→ **What the task asks**:
Work through the entries below and show every line in which "Send" is found.

===

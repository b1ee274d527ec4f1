use std::cell::UnsafeCell;
use std::marker::PhantomData;
use std::mem::{MaybeUninit, size_of};
use std::sync::atomic::{AtomicBool, AtomicI64, AtomicU32, AtomicU64, Ordering};

use crossbeam_utils::CachePadded;

use crate::error::{Error, Result};
use crate::mmap::{self, SegmentError, ShmMapping};

/// Number of consumer slots in every channel header.
pub const MAX_CONSUMERS: usize = 16;

/// Sentinel proving a segment is a broadcast channel.
pub const MAGIC: u64 = u64::from_be_bytes(*b"NBROKER\x01");

/// Protocol version; attaching to a segment with a different version fails.
pub const VERSION: u32 = 1;

/// Slot lifecycle: `Free` (never written) → `Writing` → `Ready`, then
/// `Writing` again when the ring wraps onto the slot.
///
/// A reader may dereference the payload only after observing `Ready`
/// bracketed by two equal sequence reads.
#[derive(Clone, Copy, Debug, PartialEq, Eq)]
#[repr(u32)]
pub enum SlotState {
    Free = 0,
    Writing = 1,
    Ready = 2,
}

/// One ring cell: publication counter, tri-valued state, payload.
///
/// The sequence is incremented once per commit; a consumer that reads the
/// sequence, waits for `Ready`, and reads the sequence again knows the
/// payload bytes belong to exactly one publication iff the two reads are
/// equal.
///
/// The payload is `MaybeUninit` because a `Free` slot's bytes are whatever
/// `ftruncate` left there and are not a valid `T` yet.
#[repr(C, align(64))]
pub struct Slot<T> {
    pub sequence: AtomicU64,
    pub state: AtomicU32,
    data: UnsafeCell<MaybeUninit<T>>,
}

impl<T> Slot<T> {
    /// Raw pointer to the payload. Callers synchronize through
    /// `sequence`/`state`; the producer writes through this pointer, and
    /// consumers read through it only after a `Ready` observation.
    #[inline(always)]
    pub fn data_ptr(&self) -> *mut T {
        self.data.get().cast()
    }
}

/// Channel header at offset 0 of the segment, shared by all processes.
///
/// `magic` is stored **last** during initialization with `Release`
/// ordering; attachers load it first with `Acquire` and only then trust
/// the remaining fields. Every frequently-written scalar sits on its own
/// cache line to avoid false sharing between the producer and consumers.
#[repr(C)]
pub struct ChannelHeader {
    /// [`MAGIC`], published last during initialization.
    pub magic: AtomicU64,
    /// [`VERSION`] of the channel protocol.
    pub version: u32,
    /// `size_of::<T>()` the producer was built against.
    pub struct_size: u32,
    /// Number of slots in the ring.
    pub buffer_capacity: u32,
    _reserved: u32,
    /// Random identifier chosen by the producer at creation. A change
    /// means the producer was restarted and the ring state is void.
    pub producer_epoch: AtomicU64,
    /// Next slot the producer will write.
    pub head: CachePadded<AtomicU64>,
    /// Per-consumer read cursors; consumer `i` reads `slots[tails[i]]` next.
    pub tails: [CachePadded<AtomicU64>; MAX_CONSUMERS],
    /// Whether consumer `i` is registered.
    pub slot_active: [CachePadded<AtomicBool>; MAX_CONSUMERS],
    /// Monotonic milliseconds of consumer `i`'s most recent peek/release.
    pub heartbeats: [CachePadded<AtomicI64>; MAX_CONSUMERS],
    /// Serializes the producer's prepare/commit pair against itself.
    pub write_lock: CachePadded<AtomicBool>,
}

/// Full segment image: header followed by the slot ring. Never constructed
/// by value; only viewed through a pointer into the mapping.
#[repr(C)]
pub struct SharedChannel<T, const N: usize> {
    pub header: ChannelHeader,
    pub slots: [Slot<T>; N],
}

/// An attached channel: the mapping plus a typed view of it.
///
/// `Channel` itself is role-agnostic; `Producer`, `Consumer`, and `Admin`
/// wrap it with the respective protocol.
pub struct Channel<T, const N: usize> {
    map: ShmMapping,
    topic: String,
    _marker: PhantomData<SharedChannel<T, N>>,
}

unsafe impl<T: Send, const N: usize> Send for Channel<T, N> {}
unsafe impl<T: Send, const N: usize> Sync for Channel<T, N> {}

impl<T, const N: usize> Channel<T, N> {
    const GEOMETRY_OK: () = assert!(
        N > 0 && N <= u32::MAX as usize,
        "slot count must fit the header's capacity field and be nonzero"
    );

    /// Creates a fresh segment for `topic` and initializes the header and
    /// all slots. Any stale segment with the same name is unlinked first.
    ///
    /// Used by the producer only.
    pub fn create(topic: &str) -> Result<Self> {
        let () = Self::GEOMETRY_OK;
        let name = mmap::segment_name(topic).map_err(|source| Error::OpenFailed {
            topic: topic.to_string(),
            source,
        })?;
        let map = mmap::create_segment(&name, size_of::<SharedChannel<T, N>>())
            .map_err(|e| segment_error(topic, e))?;
        let chan = Self {
            map,
            topic: topic.to_string(),
            _marker: PhantomData,
        };

        let ptr = chan.map.ptr().cast::<SharedChannel<T, N>>().as_ptr();
        unsafe {
            (*ptr).header.version = VERSION;
            (*ptr).header.struct_size = size_of::<T>() as u32;
            (*ptr).header.buffer_capacity = N as u32;
        }

        let shared = chan.shared();
        shared
            .header
            .producer_epoch
            .store(rand::random::<u64>(), Ordering::Relaxed);
        shared.header.head.store(0, Ordering::Relaxed);
        for i in 0..MAX_CONSUMERS {
            shared.header.tails[i].store(0, Ordering::Relaxed);
            shared.header.slot_active[i].store(false, Ordering::Relaxed);
            shared.header.heartbeats[i].store(0, Ordering::Relaxed);
        }
        shared.header.write_lock.store(false, Ordering::Relaxed);
        for slot in &shared.slots {
            slot.sequence.store(0, Ordering::Relaxed);
            slot.state.store(SlotState::Free as u32, Ordering::Relaxed);
        }
        shared.header.magic.store(MAGIC, Ordering::Release);

        log::debug!(
            "created channel {:?}: {} slots of {} record bytes",
            topic,
            N,
            size_of::<T>()
        );
        Ok(chan)
    }

    /// Attaches to an existing segment and validates it against the types
    /// this process was compiled with. The segment is left untouched on
    /// every failure path.
    pub fn attach(topic: &str) -> Result<Self> {
        let () = Self::GEOMETRY_OK;
        let name = mmap::segment_name(topic).map_err(|source| Error::OpenFailed {
            topic: topic.to_string(),
            source,
        })?;
        let (map, actual) = mmap::open_segment(&name, size_of::<ChannelHeader>())
            .map_err(|e| segment_error(topic, e))?;
        let chan = Self {
            map,
            topic: topic.to_string(),
            _marker: PhantomData,
        };

        let header = unsafe { chan.map.ptr().cast::<ChannelHeader>().as_ref() };
        let magic = header.magic.load(Ordering::Acquire);
        if magic != MAGIC {
            return Err(Error::StaleMemory {
                topic: topic.to_string(),
                found: magic,
            });
        }
        if header.version != VERSION {
            return Err(Error::VersionMismatch {
                topic: topic.to_string(),
                found: header.version,
                expected: VERSION,
            });
        }
        if header.struct_size as usize != size_of::<T>() {
            return Err(Error::LayoutMismatch {
                topic: topic.to_string(),
                field: "record size",
                found: header.struct_size as u64,
                expected: size_of::<T>() as u64,
            });
        }
        if header.buffer_capacity as usize != N {
            return Err(Error::LayoutMismatch {
                topic: topic.to_string(),
                field: "buffer capacity",
                found: header.buffer_capacity as u64,
                expected: N as u64,
            });
        }
        let expected = size_of::<SharedChannel<T, N>>();
        if actual < expected {
            return Err(Error::LayoutMismatch {
                topic: topic.to_string(),
                field: "segment size",
                found: actual as u64,
                expected: expected as u64,
            });
        }

        log::debug!("attached to channel {:?} ({} slots)", topic, N);
        Ok(chan)
    }

    #[inline(always)]
    pub fn shared(&self) -> &SharedChannel<T, N> {
        unsafe { self.map.ptr().cast::<SharedChannel<T, N>>().as_ref() }
    }

    #[inline(always)]
    pub fn header(&self) -> &ChannelHeader {
        &self.shared().header
    }

    #[inline(always)]
    pub fn slot(&self, index: u64) -> &Slot<T> {
        &self.shared().slots[index as usize]
    }

    pub fn topic(&self) -> &str {
        &self.topic
    }
}

fn segment_error(topic: &str, e: SegmentError) -> Error {
    match e {
        SegmentError::Open(source) => Error::OpenFailed {
            topic: topic.to_string(),
            source,
        },
        SegmentError::Map(source) => Error::MapFailed {
            topic: topic.to_string(),
            source,
        },
        // An object too small to hold a header cannot be a channel.
        SegmentError::TooSmall(_) => Error::StaleMemory {
            topic: topic.to_string(),
            found: 0,
        },
    }
}

#[cfg(test)]
mod tests {
    use super::*;

    fn unique_topic(prefix: &str) -> String {
        let nanos = std::time::SystemTime::now()
            .duration_since(std::time::UNIX_EPOCH)
            .unwrap()
            .as_nanos();
        format!("{}-{}-{}", prefix, std::process::id(), nanos)
    }

    fn cleanup(topic: &str) {
        let name = mmap::segment_name(topic).unwrap();
        mmap::unlink_segment(&name).unwrap();
    }

    #[test]
    fn slot_is_cache_line_aligned() {
        assert_eq!(std::mem::align_of::<Slot<u64>>(), 64);
        assert_eq!(size_of::<Slot<u64>>() % 64, 0);
    }

    #[test]
    fn slots_start_right_after_header() {
        assert_eq!(
            std::mem::offset_of!(SharedChannel<u64, 4>, slots),
            size_of::<ChannelHeader>()
        );
    }

    #[test]
    fn header_size_is_stable_across_record_types() {
        assert_eq!(
            std::mem::offset_of!(SharedChannel<u64, 4>, slots),
            std::mem::offset_of!(SharedChannel<[u8; 1024], 8>, slots)
        );
    }

    #[test]
    fn create_initializes_ring() {
        let topic = unique_topic("layout-init");
        let chan = Channel::<u64, 4>::create(&topic).unwrap();
        let shared = chan.shared();

        assert_eq!(shared.header.magic.load(Ordering::Acquire), MAGIC);
        assert_eq!(shared.header.version, VERSION);
        assert_eq!(shared.header.struct_size, 8);
        assert_eq!(shared.header.buffer_capacity, 4);
        assert_eq!(shared.header.head.load(Ordering::Relaxed), 0);
        for i in 0..MAX_CONSUMERS {
            assert!(!shared.header.slot_active[i].load(Ordering::Relaxed));
            assert_eq!(shared.header.tails[i].load(Ordering::Relaxed), 0);
        }
        for slot in &shared.slots {
            assert_eq!(slot.sequence.load(Ordering::Relaxed), 0);
            assert_eq!(
                slot.state.load(Ordering::Relaxed),
                SlotState::Free as u32
            );
        }

        drop(chan);
        cleanup(&topic);
    }

    #[test]
    fn attach_missing_segment_is_open_failed() {
        let topic = unique_topic("layout-missing");
        assert!(matches!(
            Channel::<u64, 4>::attach(&topic),
            Err(Error::OpenFailed { .. })
        ));
    }

    #[test]
    fn attach_zeroed_segment_is_stale_memory() {
        let topic = unique_topic("layout-stale");
        let name = mmap::segment_name(&topic).unwrap();
        // A zero-filled object of plausible size: magic reads as 0.
        let raw = mmap::create_segment(&name, size_of::<SharedChannel<u64, 4>>()).unwrap();
        assert!(matches!(
            Channel::<u64, 4>::attach(&topic),
            Err(Error::StaleMemory { found: 0, .. })
        ));
        drop(raw);
        cleanup(&topic);
    }

    #[test]
    fn attach_tiny_object_is_stale_memory() {
        let topic = unique_topic("layout-tiny");
        let name = mmap::segment_name(&topic).unwrap();
        let raw = mmap::create_segment(&name, 64).unwrap();
        assert!(matches!(
            Channel::<u64, 4>::attach(&topic),
            Err(Error::StaleMemory { .. })
        ));
        drop(raw);
        cleanup(&topic);
    }

    #[test]
    fn attach_wrong_version_is_version_mismatch() {
        let topic = unique_topic("layout-version");
        let chan = Channel::<u64, 4>::create(&topic).unwrap();
        unsafe {
            let ptr = chan.map.ptr().cast::<ChannelHeader>().as_ptr();
            (*ptr).version = VERSION + 1;
        }
        assert!(matches!(
            Channel::<u64, 4>::attach(&topic),
            Err(Error::VersionMismatch { found, .. }) if found == VERSION + 1
        ));
        drop(chan);
        cleanup(&topic);
    }

    #[test]
    fn attach_wrong_record_size_is_layout_mismatch() {
        let topic = unique_topic("layout-record");
        let chan = Channel::<u64, 4>::create(&topic).unwrap();
        assert!(matches!(
            Channel::<[u8; 64], 4>::attach(&topic),
            Err(Error::LayoutMismatch {
                field: "record size",
                found: 8,
                expected: 64,
                ..
            })
        ));
        drop(chan);
        cleanup(&topic);
    }

    #[test]
    fn attach_wrong_capacity_is_layout_mismatch() {
        let topic = unique_topic("layout-capacity");
        let chan = Channel::<u64, 4>::create(&topic).unwrap();
        assert!(matches!(
            Channel::<u64, 8>::attach(&topic),
            Err(Error::LayoutMismatch {
                field: "buffer capacity",
                ..
            })
        ));
        drop(chan);
        cleanup(&topic);
    }

    #[test]
    fn attach_valid_segment_succeeds() {
        let topic = unique_topic("layout-ok");
        let chan = Channel::<u64, 4>::create(&topic).unwrap();
        let other = Channel::<u64, 4>::attach(&topic).unwrap();
        assert_eq!(
            other.header().producer_epoch.load(Ordering::Acquire),
            chan.header().producer_epoch.load(Ordering::Acquire)
        );
        drop(other);
        drop(chan);
        cleanup(&topic);
    }

    #[test]
    fn fresh_create_replaces_stale_segment() {
        let topic = unique_topic("layout-replace");
        let old = Channel::<u64, 4>::create(&topic).unwrap();
        let old_epoch = old.header().producer_epoch.load(Ordering::Acquire);

        // A second create unlinks the stale object and starts a new epoch.
        let new = Channel::<u64, 4>::create(&topic).unwrap();
        let new_epoch = new.header().producer_epoch.load(Ordering::Acquire);
        assert_ne!(old_epoch, new_epoch);

        drop(old);
        drop(new);
        cleanup(&topic);
    }
}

===

→ **Exercise solution**:
unsafe impl<T: Send, const N: usize> Send for Channel<T, N> {}
unsafe impl<T: Send, const N: usize> Sync for Channel<T, N> {}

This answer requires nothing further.